You see, she’s completely lost her memory. Supposedly she’s the loving wife of local business magnate Victor Fontule, only she’s not so sure. The only lead she has as to her origin and to what happened to her is a mysterious golden pendant that was given to her in a dream. Of course, Mr Detective takes the case!

There’s a great story here sprinkled with voodoo mythology to spice things up. It’s the fantastic all-star voice cast though that really sets this apart from most other games in the genre; with voice actors from the likes of Fallout, Mass Effect, Final Fantasy, and more, expect nothing less than stellar performances all round. I couldn’t pick a single fault with any character in the game, but the titular detective stands out as being the cream of the crop – William Christopher Stephens has an impressive resume, but this is probably his best work yet.


Anyone who has played a classic point and click adventure game will know exactly what to expect here. Using an on-screen cursor, you’ll be spending your time exploring the environments for objects you can pick up and characters you can interact with. Whilst conversations are the most entertaining part, thanks to the aforementioned excellent writing and voice acting, it only really serves to develop the plot and help you gain more items with which to solve the game’s puzzles with.
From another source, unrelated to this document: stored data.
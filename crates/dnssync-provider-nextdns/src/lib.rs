// # NextDNS Rewrite API Client
//
// This crate implements `dnssync_core::RewriteApi` against the NextDNS
// public API.
//
// ## Behaviour
//
// - One HTTP request per trait call, except `list_rules` which follows
//   pagination cursors until the listing is complete
// - Every failure is classified into the core error taxonomy and returned
// - NO retry logic (the orchestrator retries on its next poll)
// - NO caching (every read goes to the vendor)
// - NO dry-run handling (owned by the Reconciler, which makes no calls at all)
//
// ## Security Requirements
//
// - API key NEVER appears in logs, errors or `Debug` output
// - Client construction fails if the key is empty
//
// ## API Reference
//
// - List rewrites: GET `/profiles/:profile/rewrites[?cursor=...]`
// - Create rewrite: POST `/profiles/:profile/rewrites` `{ "name", "content" }`
// - Delete rewrite: DELETE `/profiles/:profile/rewrites/:id`
// - Auth header: `X-Api-Key: <key>`

use async_trait::async_trait;
use dnssync_core::traits::{NewRewriteRule, RewriteApi, RewriteRule};
use dnssync_core::{Error, Result};
use reqwest::{RequestBuilder, Response, StatusCode};
use serde::Deserialize;
use serde::de::DeserializeOwned;
use std::collections::HashSet;
use std::time::Duration;

/// NextDNS API base URL
pub const NEXTDNS_API_BASE: &str = "https://api.nextdns.io";

/// Default HTTP timeout for API requests
pub const DEFAULT_REQUEST_TIMEOUT: Duration = Duration::from_secs(10);

/// Header carrying the API key
const API_KEY_HEADER: &str = "X-Api-Key";

/// NextDNS error code for a rewrite that already exists
const DUPLICATE_CODE: &str = "duplicate";

/// Resource addressed by a request; decides what a 404 means
#[derive(Debug, Clone, Copy, PartialEq, Eq)]
enum Target {
    /// The rewrite collection of a profile
    Profile,
    /// One rewrite rule by id
    Rule,
}

/// Standard NextDNS response envelope
#[derive(Debug, Deserialize)]
struct Envelope<T> {
    data: Option<T>,
    #[serde(default)]
    meta: Option<Meta>,
    #[serde(default)]
    errors: Vec<ApiError>,
}

#[derive(Debug, Default, Deserialize)]
struct Meta {
    #[serde(default)]
    pagination: Option<Pagination>,
}

#[derive(Debug, Default, Deserialize)]
struct Pagination {
    #[serde(default)]
    cursor: Option<String>,
}

#[derive(Debug, Deserialize)]
struct ApiError {
    #[serde(default)]
    code: String,
    #[serde(default)]
    detail: Option<String>,
}

#[derive(Debug, Deserialize)]
struct ErrorBody {
    #[serde(default)]
    errors: Vec<ApiError>,
}

impl ApiError {
    fn describe(errors: &[ApiError]) -> String {
        errors
            .iter()
            .map(|e| match &e.detail {
                Some(detail) => format!("{} ({})", e.code, detail),
                None => e.code.clone(),
            })
            .collect::<Vec<_>>()
            .join(", ")
    }
}

/// NextDNS rewrite-rule API client
///
/// Stateless apart from the pooled HTTP connection. All coordination
/// (ordering, idempotence, concurrency) is owned by the `Reconciler`.
pub struct NextDnsClient {
    /// NextDNS API key
    /// ⚠️ NEVER log this value
    api_key: String,

    /// API base URL without trailing slash
    base_url: String,

    /// HTTP client for API requests
    client: reqwest::Client,
}

// Custom Debug implementation that hides the API key
impl std::fmt::Debug for NextDnsClient {
    fn fmt(&self, f: &mut std::fmt::Formatter<'_>) -> std::fmt::Result {
        f.debug_struct("NextDnsClient")
            .field("api_key", &"<REDACTED>")
            .field("base_url", &self.base_url)
            .finish()
    }
}

impl NextDnsClient {
    /// Create a client for the public NextDNS API
    ///
    /// # Returns
    ///
    /// - `Ok(NextDnsClient)`: ready to use
    /// - `Err(Error::Config)`: if the key is empty or the HTTP client cannot be built
    pub fn new(api_key: impl Into<String>, timeout: Duration) -> Result<Self> {
        Self::with_base_url(api_key, NEXTDNS_API_BASE, timeout)
    }

    /// Create a client against a custom base URL (self-hosted proxy, tests)
    pub fn with_base_url(
        api_key: impl Into<String>,
        base_url: impl Into<String>,
        timeout: Duration,
    ) -> Result<Self> {
        let api_key = api_key.into();
        if api_key.trim().is_empty() {
            return Err(Error::config("NextDNS API key cannot be empty"));
        }

        let base_url = base_url.into().trim_end_matches('/').to_string();
        if base_url.is_empty() {
            return Err(Error::config("NextDNS API URL cannot be empty"));
        }

        let client = reqwest::Client::builder()
            .timeout(timeout)
            .user_agent(concat!("dnssync-nextdns/", env!("CARGO_PKG_VERSION")))
            .build()
            .map_err(|e| Error::config(format!("Failed to build HTTP client: {}", e)))?;

        Ok(Self {
            api_key,
            base_url,
            client,
        })
    }

    pub fn base_url(&self) -> &str {
        &self.base_url
    }

    fn rewrites_url(&self, profile_id: &str) -> String {
        format!("{}/profiles/{}/rewrites", self.base_url, profile_id)
    }

    /// Send an authenticated request and classify non-2xx responses
    async fn send(&self, request: RequestBuilder, target: Target, what: &str) -> Result<Response> {
        let response = request
            .header(API_KEY_HEADER, &self.api_key)
            .send()
            .await
            .map_err(|e| classify_transport(e, what))?;

        let status = response.status();
        if status.is_success() {
            return Ok(response);
        }

        let body = response
            .text()
            .await
            .unwrap_or_else(|_| "Unable to read error response".to_string());

        Err(classify_status(status, &body, target, what))
    }

    /// Read a 2xx response body into the standard envelope
    async fn envelope<T: DeserializeOwned>(response: Response, what: &str) -> Result<Envelope<T>> {
        let text = response
            .text()
            .await
            .map_err(|e| classify_transport(e, what))?;

        let envelope: Envelope<T> = serde_json::from_str(&text)
            .map_err(|e| Error::fatal(format!("{}: malformed response body: {}", what, e)))?;

        if !envelope.errors.is_empty() {
            return Err(classify_codes(&envelope.errors, what));
        }

        Ok(envelope)
    }
}

/// Map a transport-level failure; the message never contains the request headers
fn classify_transport(err: reqwest::Error, what: &str) -> Error {
    if err.is_timeout() {
        Error::transient(format!("{}: request timed out", what))
    } else if err.is_decode() {
        Error::fatal(format!("{}: malformed response body: {}", what, err))
    } else {
        Error::transient(format!("{}: HTTP request failed: {}", what, err.without_url()))
    }
}

fn classify_status(status: StatusCode, body: &str, target: Target, what: &str) -> Error {
    let errors = serde_json::from_str::<ErrorBody>(body)
        .map(|b| b.errors)
        .unwrap_or_default();
    let detail = if errors.is_empty() {
        body.trim().to_string()
    } else {
        ApiError::describe(&errors)
    };

    match status.as_u16() {
        401 | 403 => Error::auth(format!("{}: invalid API key or insufficient permissions ({})", what, status)),
        404 if target == Target::Rule => Error::not_found(format!("{}: {}", what, status)),
        // A missing profile is a configuration problem, never an idempotent success
        404 => Error::fatal(format!("{}: profile not found ({})", what, status)),
        409 => Error::conflict(format!("{}: {}", what, detail)),
        400 if errors.iter().any(|e| e.code == DUPLICATE_CODE) => {
            Error::conflict(format!("{}: {}", what, detail))
        }
        429 => Error::transient(format!("{}: rate limit exceeded ({})", what, status)),
        500..=599 => Error::transient(format!("{}: NextDNS server error {} - {}", what, status, detail)),
        _ => Error::fatal(format!("{}: unexpected status {} - {}", what, status, detail)),
    }
}

/// Errors reported inside a 2xx envelope
fn classify_codes(errors: &[ApiError], what: &str) -> Error {
    let detail = ApiError::describe(errors);
    if errors.iter().any(|e| e.code == DUPLICATE_CODE) {
        Error::conflict(format!("{}: {}", what, detail))
    } else {
        Error::fatal(format!("{}: {}", what, detail))
    }
}

#[async_trait]
impl RewriteApi for NextDnsClient {
    /// List every rewrite of a profile
    ///
    /// ```http
    /// GET /profiles/:profile/rewrites?cursor=...
    /// X-Api-Key: <key>
    /// ```
    async fn list_rules(&self, profile_id: &str) -> Result<Vec<RewriteRule>> {
        let url = self.rewrites_url(profile_id);
        let mut rules = Vec::new();
        let mut cursor: Option<String> = None;
        let mut seen_cursors = HashSet::new();

        loop {
            let mut request = self.client.get(&url);
            if let Some(cursor) = &cursor {
                request = request.query(&[("cursor", cursor)]);
            }

            let response = self.send(request, Target::Profile, "list rewrites").await?;
            let page: Envelope<Vec<RewriteRule>> = Self::envelope(response, "list rewrites").await?;
            let data = page
                .data
                .ok_or_else(|| Error::fatal("list rewrites: response has no data"))?;
            rules.extend(data);

            cursor = page
                .meta
                .and_then(|m| m.pagination)
                .and_then(|p| p.cursor)
                .filter(|c| !c.is_empty());

            match &cursor {
                None => break,
                Some(next) if !seen_cursors.insert(next.clone()) => {
                    return Err(Error::fatal(format!("list rewrites: pagination cursor {} repeated", next)));
                }
                Some(next) => tracing::debug!("Following rewrite pagination cursor {}", next),
            }
        }

        tracing::debug!("Listed {} rewrite(s) for profile {}", rules.len(), profile_id);
        Ok(rules)
    }

    /// Create one rewrite
    ///
    /// ```http
    /// POST /profiles/:profile/rewrites
    /// { "name": "www.example.com", "content": "192.0.2.1" }
    /// ```
    async fn create_rule(&self, profile_id: &str, rule: &NewRewriteRule) -> Result<RewriteRule> {
        let what = format!("create rewrite {}", rule);
        let request = self.client.post(self.rewrites_url(profile_id)).json(rule);

        let response = self.send(request, Target::Profile, &what).await?;
        let created: Envelope<RewriteRule> = Self::envelope(response, &what).await?;

        created
            .data
            .ok_or_else(|| Error::fatal(format!("{}: response has no data", what)))
    }

    /// Delete one rewrite
    ///
    /// ```http
    /// DELETE /profiles/:profile/rewrites/:id
    /// ```
    async fn delete_rule(&self, profile_id: &str, rule_id: &str) -> Result<()> {
        let what = format!("delete rewrite {}", rule_id);
        let url = format!("{}/{}", self.rewrites_url(profile_id), rule_id);

        self.send(self.client.delete(url), Target::Rule, &what).await?;
        Ok(())
    }

    fn api_name(&self) -> &'static str {
        "nextdns"
    }
}

#[cfg(test)]
mod tests {
    use super::*;

    #[test]
    fn test_empty_key_is_rejected() {
        let result = NextDnsClient::new("  ", DEFAULT_REQUEST_TIMEOUT);
        assert!(matches!(result, Err(Error::Config(_))));
    }

    #[test]
    fn test_api_key_not_exposed_in_debug() {
        let client = NextDnsClient::new("secret_key_12345", DEFAULT_REQUEST_TIMEOUT).unwrap();

        let debug_str = format!("{:?}", client);
        assert!(!debug_str.contains("secret_key"));
        assert!(debug_str.contains("NextDnsClient"));
        assert!(debug_str.contains("<REDACTED>"));
    }

    #[test]
    fn test_base_url_trailing_slash_is_trimmed() {
        let client =
            NextDnsClient::with_base_url("key", "http://localhost:9000/", DEFAULT_REQUEST_TIMEOUT).unwrap();
        assert_eq!(client.base_url(), "http://localhost:9000");
        assert_eq!(client.rewrites_url("abc123"), "http://localhost:9000/profiles/abc123/rewrites");
    }

    #[test]
    fn test_status_classification() {
        let kind = |status: u16, body: &str| {
            classify_status(StatusCode::from_u16(status).unwrap(), body, Target::Rule, "test").kind()
        };

        assert_eq!(kind(401, ""), "authentication");
        assert_eq!(kind(403, ""), "authentication");
        assert_eq!(kind(404, ""), "not_found");
        assert_eq!(kind(409, ""), "conflict");
        assert_eq!(kind(400, r#"{"errors":[{"code":"duplicate"}]}"#), "conflict");
        assert_eq!(kind(400, r#"{"errors":[{"code":"invalid","detail":"name"}]}"#), "fatal");
        assert_eq!(kind(429, ""), "transient");
        assert_eq!(kind(502, "bad gateway"), "transient");
        assert_eq!(kind(418, ""), "fatal");
    }

    #[test]
    fn test_missing_profile_is_fatal() {
        let err = classify_status(StatusCode::NOT_FOUND, "", Target::Profile, "list rewrites");
        assert!(matches!(err, Error::Fatal(_)), "got {:?}", err);
        assert!(err.to_string().contains("profile not found"));
    }

    #[test]
    fn test_error_details_are_included() {
        let err = classify_status(
            StatusCode::BAD_REQUEST,
            r#"{"errors":[{"code":"invalid","detail":"content"}]}"#,
            Target::Profile,
            "create rewrite a -> b",
        );
        assert!(err.to_string().contains("invalid (content)"));
    }

    #[test]
    fn test_api_name() {
        let client = NextDnsClient::new("key", DEFAULT_REQUEST_TIMEOUT).unwrap();
        assert_eq!(client.api_name(), "nextdns");
    }
}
Puzzles are typically common-sensical for the most part, with a simple click on Voodoo providing you with a subtle clue should you need it, although there are a few notable exceptions that forced me to head to a guide to help me progress. These are pretty rare instances though, thankfully, and such problems are alleviated by the game having only a small area to explore per act, and by the lack of objects that require pixel hunting.

To spice things up, some objects will need to be combined in creative ways – usually to concoct one of the Voodoo spells from Grammy’s Book of Voodoo.  It’s a neat little addition as the flavour text for the various available spells often provides hints as to how you can obtain that item. Any other game would have ruined such a mechanic, but Voodoo Detective pulls it off with aplomb, and they actually became some of my favourite parts of the game. Whether its forcing a romance on a cruise ship, or taking control of a dead soul, there’s a nice number of spells at your disposal.


Everything comes together really well, and the result is a classic feeling point and click adventure that doesn’t feel like it will put off modern audiences. It really is a masterly crafted game from a development team that knows exactly what makes a game like this fun.

It’s the small touches though that really make the game feel like something special. Unnecessary details that they didn’t need to put in, but they add so much more to the game. For example, there’s one running joke about the quality of the items from the Island Trader shop, but it’s weaved in to the game’s mechanics as a way of tying it to the game world. Using items makes them disappear from your inventory, which is normal as you don’t need to use them again; however, with items where it wouldn’t make sense for you to discard it after use (like a screwdriver), the removal is explained away by it breaking due to shoddy Island Trader manufacturing. It’s things like this that make the world of Voodoo Detective feel cohesive and believable, and elevates it alongside the genre classics that it takes inspiration from.


With top notch voice acting, a superb soundtrack, beautiful visuals and (mostly) fair puzzles, Voodoo Detective is a game that point and click enthusiasts won’t want to miss out on. I only hope that we see more adventures from Mr Detective in the future, as there’s potential here for an amazing franchise.